What you are asked to do — Print out all the records, word for word.

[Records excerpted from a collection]
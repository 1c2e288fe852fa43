pub mod hub;
pub mod manifest;
pub mod service;

pub use hub::{Outbox, PushFrame, SyncHub};
pub use manifest::{compute_etag, compute_manifest, hash_bytes, Manifest, ManifestEntry};
pub use service::{FileBody, ManifestResponse, SyncService};
//! Push hub: fan-out of sync update frames to WebSocket subscribers.
//!
//! Each subscriber owns a bounded outbox. A subscriber that stops reading
//! loses the oldest frames first and sees a `lag` marker in their place;
//! it never blocks the hub or other subscribers.

use serde::{Deserialize, Serialize};
use std::collections::{HashMap, VecDeque};
use std::sync::atomic::{AtomicBool, AtomicU64, Ordering};
use std::sync::Arc;
use tokio::sync::{Mutex, Notify};

/// Frames pushed over `/ws/sync`.
#[derive(Debug, Clone, PartialEq, Serialize, Deserialize)]
#[serde(tag = "type", rename_all = "lowercase")]
pub enum PushFrame {
    Welcome {
        etag: String,
        file_count: usize,
    },
    Update {
        etag: String,
        changed: bool,
        ts: i64,
    },
    Pong,
    /// Frames were dropped ahead of this point.
    Lag,
    Error {
        kind: String,
        message: String,
    },
}

/// Bounded drop-oldest frame queue for one subscriber.
pub struct Outbox {
    queue: Mutex<VecDeque<PushFrame>>,
    notify: Notify,
    capacity: usize,
    closed: AtomicBool,
}

impl Outbox {
    fn new(capacity: usize) -> Self {
        Self {
            queue: Mutex::new(VecDeque::with_capacity(capacity)),
            notify: Notify::new(),
            capacity: capacity.max(2),
            closed: AtomicBool::new(false),
        }
    }

    /// Enqueue a frame. On overflow the oldest frame is dropped and a
    /// single `lag` marker takes its place at the front.
    pub async fn push(&self, frame: PushFrame) {
        if self.closed.load(Ordering::Acquire) {
            return;
        }
        let mut queue = self.queue.lock().await;
        if queue.len() >= self.capacity {
            queue.pop_front();
            if queue.front() != Some(&PushFrame::Lag) {
                queue.pop_front();
                queue.push_front(PushFrame::Lag);
            }
        }
        queue.push_back(frame);
        drop(queue);
        self.notify.notify_one();
    }

    /// Wait for the next frame. Returns `None` once the outbox is closed
    /// and drained.
    pub async fn pop(&self) -> Option<PushFrame> {
        loop {
            {
                let mut queue = self.queue.lock().await;
                if let Some(frame) = queue.pop_front() {
                    return Some(frame);
                }
            }
            if self.closed.load(Ordering::Acquire) {
                return None;
            }
            self.notify.notified().await;
        }
    }

    pub fn close(&self) {
        self.closed.store(true, Ordering::Release);
        self.notify.notify_waiters();
    }

    pub async fn len(&self) -> usize {
        self.queue.lock().await.len()
    }
}

pub struct SyncHub {
    subscribers: Mutex<HashMap<u64, Arc<Outbox>>>,
    next_id: AtomicU64,
    outbox_capacity: usize,
}

impl SyncHub {
    pub fn new(outbox_capacity: usize) -> Arc<Self> {
        Arc::new(Self {
            subscribers: Mutex::new(HashMap::new()),
            next_id: AtomicU64::new(1),
            outbox_capacity,
        })
    }

    pub async fn subscribe(&self) -> (u64, Arc<Outbox>) {
        let id = self.next_id.fetch_add(1, Ordering::Relaxed);
        let outbox = Arc::new(Outbox::new(self.outbox_capacity));
        self.subscribers.lock().await.insert(id, outbox.clone());
        tracing::debug!("sync subscriber {} connected", id);
        (id, outbox)
    }

    /// Close and forget a subscriber's outbox.
    pub async fn unsubscribe(&self, id: u64) {
        if let Some(outbox) = self.subscribers.lock().await.remove(&id) {
            outbox.close();
            tracing::debug!("sync subscriber {} reclaimed", id);
        }
    }

    /// Broadcast an etag change to every subscriber.
    pub async fn publish_update(&self, etag: &str) {
        let frame = PushFrame::Update {
            etag: etag.to_string(),
            changed: true,
            ts: chrono::Utc::now().timestamp(),
        };
        let subscribers = self.subscribers.lock().await;
        for outbox in subscribers.values() {
            outbox.push(frame.clone()).await;
        }
        tracing::debug!(
            "published etag {} to {} subscribers",
            etag,
            subscribers.len()
        );
    }

    /// Push a frame to one subscriber.
    pub async fn send_to(&self, id: u64, frame: PushFrame) {
        if let Some(outbox) = self.subscribers.lock().await.get(&id) {
            outbox.push(frame).await;
        }
    }

    pub async fn subscriber_count(&self) -> usize {
        self.subscribers.lock().await.len()
    }
}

Solved exercise —
repository 1c2e288fe852fa43
pub mod hub;
pub mod manifest;
pub mod service;

pub use hub::{Outbox, PushFrame, SyncHub};
pub use manifest::{compute_etag, compute_manifest, hash_bytes, Manifest, ManifestEntry};
pub use service::{FileBody, ManifestResponse, SyncService};
//! Push hub: fan-out of sync update frames to WebSocket subscribers.
//!
//! Each subscriber owns a bounded outbox. A subscriber that stops reading
//! loses the oldest frames first and sees a `lag` marker in their place;
//! it never blocks the hub or other subscribers.

use serde::{Deserialize, Serialize};
use std::collections::{HashMap, VecDeque};
use std::sync::atomic::{AtomicBool, AtomicU64, Ordering};
use std::sync::Arc;
use tokio::sync::{Mutex, Notify};

/// Frames pushed over `/ws/sync`.
#[derive(Debug, Clone, PartialEq, Serialize, Deserialize)]
#[serde(tag = "type", rename_all = "lowercase")]
pub enum PushFrame {
    Welcome {
        etag: String,
        file_count: usize,
    },
    Update {
        etag: String,
        changed: bool,
        ts: i64,
    },
    Pong,
    /// Frames were dropped ahead of this point.
    Lag,
    Error {
        kind: String,
        message: String,
    },
}

/// Bounded drop-oldest frame queue for one subscriber.
pub struct Outbox {
    queue: Mutex<VecDeque<PushFrame>>,
    notify: Notify,
    capacity: usize,
    closed: AtomicBool,
}

impl Outbox {
    fn new(capacity: usize) -> Self {
        Self {
            queue: Mutex::new(VecDeque::with_capacity(capacity)),
            notify: Notify::new(),
            capacity: capacity.max(2),
            closed: AtomicBool::new(false),
        }
    }

    /// Enqueue a frame. On overflow the oldest frame is dropped and a
    /// single `lag` marker takes its place at the front.
    pub async fn push(&self, frame: PushFrame) {
        if self.closed.load(Ordering::Acquire) {
            return;
        }
        let mut queue = self.queue.lock().await;
        if queue.len() >= self.capacity {
            queue.pop_front();
            if queue.front() != Some(&PushFrame::Lag) {
                queue.pop_front();
                queue.push_front(PushFrame::Lag);
            }
        }
        queue.push_back(frame);
        drop(queue);
        self.notify.notify_one();
    }

    /// Wait for the next frame. Returns `None` once the outbox is closed
    /// and drained.
    pub async fn pop(&self) -> Option<PushFrame> {
        loop {
            {
                let mut queue = self.queue.lock().await;
                if let Some(frame) = queue.pop_front() {
                    return Some(frame);
                }
            }
            if self.closed.load(Ordering::Acquire) {
                return None;
            }
            self.notify.notified().await;
        }
    }

    pub fn close(&self) {
        self.closed.store(true, Ordering::Release);
        self.notify.notify_waiters();
    }

    pub async fn len(&self) -> usize {
        self.queue.lock().await.len()
    }
}

pub struct SyncHub {
    subscribers: Mutex<HashMap<u64, Arc<Outbox>>>,
    next_id: AtomicU64,
    outbox_capacity: usize,
}

impl SyncHub {
    pub fn new(outbox_capacity: usize) -> Arc<Self> {
        Arc::new(Self {
            subscribers: Mutex::new(HashMap::new()),
            next_id: AtomicU64::new(1),
            outbox_capacity,
        })
    }

    pub async fn subscribe(&self) -> (u64, Arc<Outbox>) {
        let id = self.next_id.fetch_add(1, Ordering::Relaxed);
        let outbox = Arc::new(Outbox::new(self.outbox_capacity));
        self.subscribers.lock().await.insert(id, outbox.clone());
        tracing::debug!("sync subscriber {} connected", id);
        (id, outbox)
    }

    /// Close and forget a subscriber's outbox.
    pub async fn unsubscribe(&self, id: u64) {
        if let Some(outbox) = self.subscribers.lock().await.remove(&id) {
            outbox.close();
            tracing::debug!("sync subscriber {} reclaimed", id);
        }
    }

    /// Broadcast an etag change to every subscriber.
    pub async fn publish_update(&self, etag: &str) {
        let frame = PushFrame::Update {
            etag: etag.to_string(),
            changed: true,
            ts: chrono::Utc::now().timestamp(),
        };
        let subscribers = self.subscribers.lock().await;
        for outbox in subscribers.values() {
            outbox.push(frame.clone()).await;
        }
        tracing::debug!(
            "published etag {} to {} subscribers",
            etag,
            subscribers.len()
        );
    }

    /// Push a frame to one subscriber.
    pub async fn send_to(&self, id: u64, frame: PushFrame) {
        if let Some(outbox) = self.subscribers.lock().await.get(&id) {
            outbox.push(frame).await;
        }
    }

    pub async fn subscriber_count(&self) -> usize {
        self.subscribers.lock().await.len()
    }
}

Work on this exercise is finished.